Scan the material for the word "message" and return every matching line.
• • • • • • •
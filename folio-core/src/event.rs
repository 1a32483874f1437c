//! Event system for notifying observers of edit-shell state changes

use async_trait::async_trait;
use serde::{Deserialize, Serialize};
use std::collections::HashMap;
use std::sync::Arc;
use std::time::SystemTime;
use tokio::sync::RwLock;
use uuid::Uuid;

use crate::error::Result;
use crate::state::{ConnectionState, ViewMode};

/// Event serialization utilities for persistence and debugging
pub mod serialization {
    use super::*;
    use std::io::Write;

    /// Serialize an event to JSON string
    pub fn serialize_event(event: &EditorEvent) -> Result<String> {
        serde_json::to_string(event).map_err(crate::error::FolioError::Json)
    }

    /// Deserialize an event from JSON string
    pub fn deserialize_event(json: &str) -> Result<EditorEvent> {
        serde_json::from_str(json).map_err(crate::error::FolioError::Json)
    }

    /// Write event to a writer as one JSON line
    pub fn write_event<W: Write>(writer: &mut W, event: &EditorEvent) -> Result<()> {
        let json = serialize_event(event)?;
        writer.write_all(json.as_bytes())?;
        writer.write_all(b"\n")?;
        Ok(())
    }

    /// Format event for logging with timestamp
    pub fn format_event_for_log(event: &EditorEvent) -> String {
        let timestamp = event
            .timestamp()
            .duration_since(std::time::UNIX_EPOCH)
            .unwrap_or_default()
            .as_secs();

        format!(
            "[{}] {}: {}",
            timestamp,
            event.event_type().to_uppercase(),
            event.description()
        )
    }
}

/// Events published by the edit shell
#[derive(Debug, Clone, PartialEq, Serialize, Deserialize)]
#[serde(tag = "type", rename_all = "snake_case")]
pub enum EditorEvent {
    /// Backend link state changed
    ConnectionChanged {
        state: ConnectionState,
        timestamp: SystemTime,
    },
    /// A save was confirmed by the backend
    NotebookSaved {
        filename: String,
        cell_count: usize,
        user_initiated: bool,
        timestamp: SystemTime,
    },
    /// The notebook was renamed (None means unnamed)
    FilenameChanged {
        filename: Option<String>,
        timestamp: SystemTime,
    },
    /// The document title was recomputed
    TitleChanged { title: String, timestamp: SystemTime },
    /// Edit/present mode flipped
    ViewModeChanged {
        mode: ViewMode,
        cell_anchor: Option<String>,
        timestamp: SystemTime,
    },
    /// A blocking alert was shown to the user
    Alert {
        message: String,
        timestamp: SystemTime,
    },
    /// A transient toast was shown to the user
    Toast { title: String, timestamp: SystemTime },
}

impl EditorEvent {
    /// Create a connection changed event with current timestamp
    pub fn connection_changed(state: ConnectionState) -> Self {
        Self::ConnectionChanged {
            state,
            timestamp: SystemTime::now(),
        }
    }

    /// Create a notebook saved event with current timestamp
    pub fn notebook_saved(filename: String, cell_count: usize, user_initiated: bool) -> Self {
        Self::NotebookSaved {
            filename,
            cell_count,
            user_initiated,
            timestamp: SystemTime::now(),
        }
    }

    /// Create a filename changed event with current timestamp
    pub fn filename_changed(filename: Option<String>) -> Self {
        Self::FilenameChanged {
            filename,
            timestamp: SystemTime::now(),
        }
    }

    /// Create a title changed event with current timestamp
    pub fn title_changed(title: String) -> Self {
        Self::TitleChanged {
            title,
            timestamp: SystemTime::now(),
        }
    }

    /// Create a view mode changed event with current timestamp
    pub fn view_mode_changed(mode: ViewMode, cell_anchor: Option<String>) -> Self {
        Self::ViewModeChanged {
            mode,
            cell_anchor,
            timestamp: SystemTime::now(),
        }
    }

    /// Create an alert event with current timestamp
    pub fn alert(message: String) -> Self {
        Self::Alert {
            message,
            timestamp: SystemTime::now(),
        }
    }

    /// Create a toast event with current timestamp
    pub fn toast(title: String) -> Self {
        Self::Toast {
            title,
            timestamp: SystemTime::now(),
        }
    }

    /// Get the event type identifier
    pub fn event_type(&self) -> &str {
        match self {
            EditorEvent::ConnectionChanged { .. } => "connection_changed",
            EditorEvent::NotebookSaved { .. } => "notebook_saved",
            EditorEvent::FilenameChanged { .. } => "filename_changed",
            EditorEvent::TitleChanged { .. } => "title_changed",
            EditorEvent::ViewModeChanged { .. } => "view_mode_changed",
            EditorEvent::Alert { .. } => "alert",
            EditorEvent::Toast { .. } => "toast",
        }
    }

    /// Get the event timestamp
    pub fn timestamp(&self) -> SystemTime {
        match self {
            EditorEvent::ConnectionChanged { timestamp, .. }
            | EditorEvent::NotebookSaved { timestamp, .. }
            | EditorEvent::FilenameChanged { timestamp, .. }
            | EditorEvent::TitleChanged { timestamp, .. }
            | EditorEvent::ViewModeChanged { timestamp, .. }
            | EditorEvent::Alert { timestamp, .. }
            | EditorEvent::Toast { timestamp, .. } => *timestamp,
        }
    }

    /// Get event metadata
    pub fn metadata(&self) -> HashMap<String, String> {
        let mut metadata = HashMap::new();

        match self {
            EditorEvent::ConnectionChanged { state, .. } => {
                metadata.insert("state".to_string(), state.to_string());
            }
            EditorEvent::NotebookSaved {
                filename,
                cell_count,
                user_initiated,
                ..
            } => {
                metadata.insert("filename".to_string(), filename.clone());
                metadata.insert("cell_count".to_string(), cell_count.to_string());
                metadata.insert("user_initiated".to_string(), user_initiated.to_string());
            }
            EditorEvent::FilenameChanged { filename, .. } => {
                if let Some(filename) = filename {
                    metadata.insert("filename".to_string(), filename.clone());
                }
            }
            EditorEvent::TitleChanged { title, .. } => {
                metadata.insert("title".to_string(), title.clone());
            }
            EditorEvent::ViewModeChanged {
                mode, cell_anchor, ..
            } => {
                metadata.insert("mode".to_string(), mode.to_string());
                if let Some(anchor) = cell_anchor {
                    metadata.insert("cell_anchor".to_string(), anchor.clone());
                }
            }
            EditorEvent::Alert { message, .. } => {
                metadata.insert("message".to_string(), message.clone());
            }
            EditorEvent::Toast { title, .. } => {
                metadata.insert("title".to_string(), title.clone());
            }
        }

        metadata
    }

    /// Get a human-readable description of the event
    pub fn description(&self) -> String {
        match self {
            EditorEvent::ConnectionChanged { state, .. } => {
                format!("Connection is {}", state)
            }
            EditorEvent::NotebookSaved {
                filename,
                cell_count,
                ..
            } => format!("Saved {} ({} cells)", filename, cell_count),
            EditorEvent::FilenameChanged { filename, .. } => match filename {
                Some(name) => format!("Renamed notebook to {}", name),
                None => "Notebook is now unnamed".to_string(),
            },
            EditorEvent::TitleChanged { title, .. } => format!("Title set to {}", title),
            EditorEvent::ViewModeChanged { mode, .. } => format!("Switched to {} mode", mode),
            EditorEvent::Alert { message, .. } => format!("Alert: {}", message),
            EditorEvent::Toast { title, .. } => format!("Toast: {}", title),
        }
    }

    /// Check if this event was shown to the user
    pub fn is_user_notification(&self) -> bool {
        matches!(self, EditorEvent::Alert { .. } | EditorEvent::Toast { .. })
    }
}

/// Handler for editor events
#[async_trait]
pub trait EventHandler: Send + Sync {
    /// Handle an incoming event
    async fn handle_event(&self, event: &EditorEvent) -> Result<()>;

    /// Get handler name for debugging
    fn handler_name(&self) -> &str {
        "UnnamedHandler"
    }
}

/// Event bus for publishing and subscribing to events
#[async_trait]
pub trait EventBus: Send + Sync {
    /// Publish an event to all subscribers
    async fn publish(&self, event: EditorEvent) -> Result<()>;

    /// Subscribe to events
    async fn subscribe(&self, handler: Arc<dyn EventHandler>) -> Result<SubscriptionId>;

    /// Unsubscribe from events
    async fn unsubscribe(&self, id: SubscriptionId) -> Result<()>;

    /// Get the number of active subscriptions
    async fn subscription_count(&self) -> usize;
}

/// Unique identifier for event subscriptions
#[derive(Debug, Clone, Copy, PartialEq, Eq, Hash)]
pub struct SubscriptionId(pub Uuid);

impl Default for SubscriptionId {
    fn default() -> Self {
        Self::new()
    }
}

impl SubscriptionId {
    pub fn new() -> Self {
        Self(Uuid::new_v4())
    }
}

/// In-memory implementation of the event bus
///
/// Handlers run in subscription order on the publishing task. A failing
/// handler is logged and skipped; it never fails the publisher.
pub struct InMemoryEventBus {
    subscriptions: RwLock<Vec<(SubscriptionId, Arc<dyn EventHandler>)>>,
}

impl InMemoryEventBus {
    /// Create a new in-memory event bus
    pub fn new() -> Self {
        Self {
            subscriptions: RwLock::new(Vec::new()),
        }
    }
}

#[async_trait]
impl EventBus for InMemoryEventBus {
    async fn publish(&self, event: EditorEvent) -> Result<()> {
        tracing::debug!("Publishing event: {}", event.event_type());

        let handlers: Vec<Arc<dyn EventHandler>> = {
            let subscriptions = self.subscriptions.read().await;
            subscriptions.iter().map(|(_, h)| h.clone()).collect()
        };

        if handlers.is_empty() {
            tracing::trace!("No subscribers for event type: {}", event.event_type());
            return Ok(());
        }

        let mut handlers_called = 0;
        for handler in handlers {
            if let Err(e) = handler.handle_event(&event).await {
                tracing::error!(
                    "Handler {} failed to process event {}: {}",
                    handler.handler_name(),
                    event.event_type(),
                    e
                );
            } else {
                handlers_called += 1;
            }
        }

        tracing::trace!(
            "Routed event {} to {} handlers",
            event.event_type(),
            handlers_called
        );
        Ok(())
    }

    async fn subscribe(&self, handler: Arc<dyn EventHandler>) -> Result<SubscriptionId> {
        let id = SubscriptionId::new();
        tracing::debug!(
            "Created subscription {:?} for handler {}",
            id,
            handler.handler_name()
        );
        self.subscriptions.write().await.push((id, handler));
        Ok(id)
    }

    async fn unsubscribe(&self, id: SubscriptionId) -> Result<()> {
        let mut subscriptions = self.subscriptions.write().await;
        let before = subscriptions.len();
        subscriptions.retain(|(sub_id, _)| *sub_id != id);

        if subscriptions.len() == before {
            tracing::warn!("Attempted to remove non-existent subscription: {:?}", id);
        } else {
            tracing::debug!("Removed subscription: {:?}", id);
        }
        Ok(())
    }

    async fn subscription_count(&self) -> usize {
        self.subscriptions.read().await.len()
    }
}

impl Default for InMemoryEventBus {
    fn default() -> Self {
        Self::new()
    }
}
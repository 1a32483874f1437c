//! Debounced background autosave

use crate::save_coordinator::SaveOutcome;
use crate::{EditorError, EditorResult};
use async_trait::async_trait;
use folio_core::{AutosaveConfig, ConnectionState, FolioError};
use std::sync::Arc;
use std::time::Duration;
use tokio::sync::{oneshot, watch};
use tokio::task::JoinHandle;

/// What the scheduler needs from the shell
#[async_trait]
pub trait AutosaveTarget: Send + Sync {
    async fn needs_save(&self) -> bool;

    /// Save without user interaction; must not prompt or alert
    async fn autosave(&self) -> EditorResult<SaveOutcome>;
}

/// Handle on the background autosave task
///
/// The task wakes on notebook edits and connection changes, waits until edits
/// have been quiet for the configured delay, then saves if the notebook is
/// dirty. Dropping the handle stops the task.
pub struct AutosaveScheduler {
    shutdown_tx: Option<oneshot::Sender<()>>,
    handle: Option<JoinHandle<()>>,
}

impl AutosaveScheduler {
    /// Start the task; with autosave turned off no task is spawned
    pub fn spawn(
        target: Arc<dyn AutosaveTarget>,
        config: &AutosaveConfig,
        revisions: watch::Receiver<u64>,
        connection: watch::Receiver<ConnectionState>,
    ) -> Self {
        if !config.is_enabled() {
            tracing::info!("Autosave disabled");
            return Self {
                shutdown_tx: None,
                handle: None,
            };
        }

        let (shutdown_tx, shutdown_rx) = oneshot::channel();
        let delay = config.delay();
        let handle = tokio::spawn(run(target, delay, revisions, connection, shutdown_rx));

        tracing::info!("Autosave task started (delay {:?})", delay);
        Self {
            shutdown_tx: Some(shutdown_tx),
            handle: Some(handle),
        }
    }

    pub fn is_running(&self) -> bool {
        self.handle
            .as_ref()
            .map(|handle| !handle.is_finished())
            .unwrap_or(false)
    }

    /// Stop the task and wait for it to finish
    pub async fn shutdown(&mut self) {
        if let Some(tx) = self.shutdown_tx.take() {
            let _ = tx.send(());
        }
        if let Some(handle) = self.handle.take() {
            if let Err(e) = handle.await {
                tracing::warn!("Autosave task ended abnormally: {}", e);
            }
        }
    }
}

async fn run(
    target: Arc<dyn AutosaveTarget>,
    delay: Duration,
    mut revisions: watch::Receiver<u64>,
    mut connection: watch::Receiver<ConnectionState>,
    mut shutdown_rx: oneshot::Receiver<()>,
) {
    loop {
        tokio::select! {
            _ = &mut shutdown_rx => break,
            changed = revisions.changed() => {
                if changed.is_err() {
                    break;
                }
                tracing::trace!("Autosave woken by edit");
            }
            changed = connection.changed() => {
                if changed.is_err() {
                    break;
                }
                tracing::trace!("Autosave woken by connection change");
            }
        }

        // Restart the delay on every edit until the notebook settles
        loop {
            tokio::select! {
                _ = &mut shutdown_rx => return,
                _ = tokio::time::sleep(delay) => break,
                changed = revisions.changed() => {
                    if changed.is_err() {
                        return;
                    }
                    tracing::trace!("Autosave delay restarted");
                }
            }
        }

        if !target.needs_save().await {
            tracing::trace!("Autosave tick: nothing to save");
            continue;
        }

        match target.autosave().await {
            Ok(SaveOutcome::Saved) => tracing::debug!("Autosaved notebook"),
            Ok(SaveOutcome::Skipped(reason)) => {
                tracing::debug!("Autosave skipped: {:?}", reason)
            }
            Err(EditorError::NotConnected) => {
                tracing::debug!("Autosave skipped: not connected")
            }
            Err(e) => report_failure(e),
        }
    }

    tracing::debug!("Autosave task stopped");
}

/// Failures a later save can get past are warnings; the rest are errors
fn report_failure(err: EditorError) {
    let err = FolioError::from(err);
    let severity = err.severity();
    if err.is_recoverable() {
        tracing::warn!(%severity, "Autosave failed: {}", err);
    } else {
        tracing::error!(%severity, "Autosave failed: {}", err);
    }
}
• • • • • • •
Answer for the task:
        message: String,
    pub fn alert(message: String) -> Self {
            message,
            EditorEvent::Alert { message, .. } => {
                metadata.insert("message".to_string(), message.clone());
            EditorEvent::Alert { message, .. } => format!("Alert: {}", message),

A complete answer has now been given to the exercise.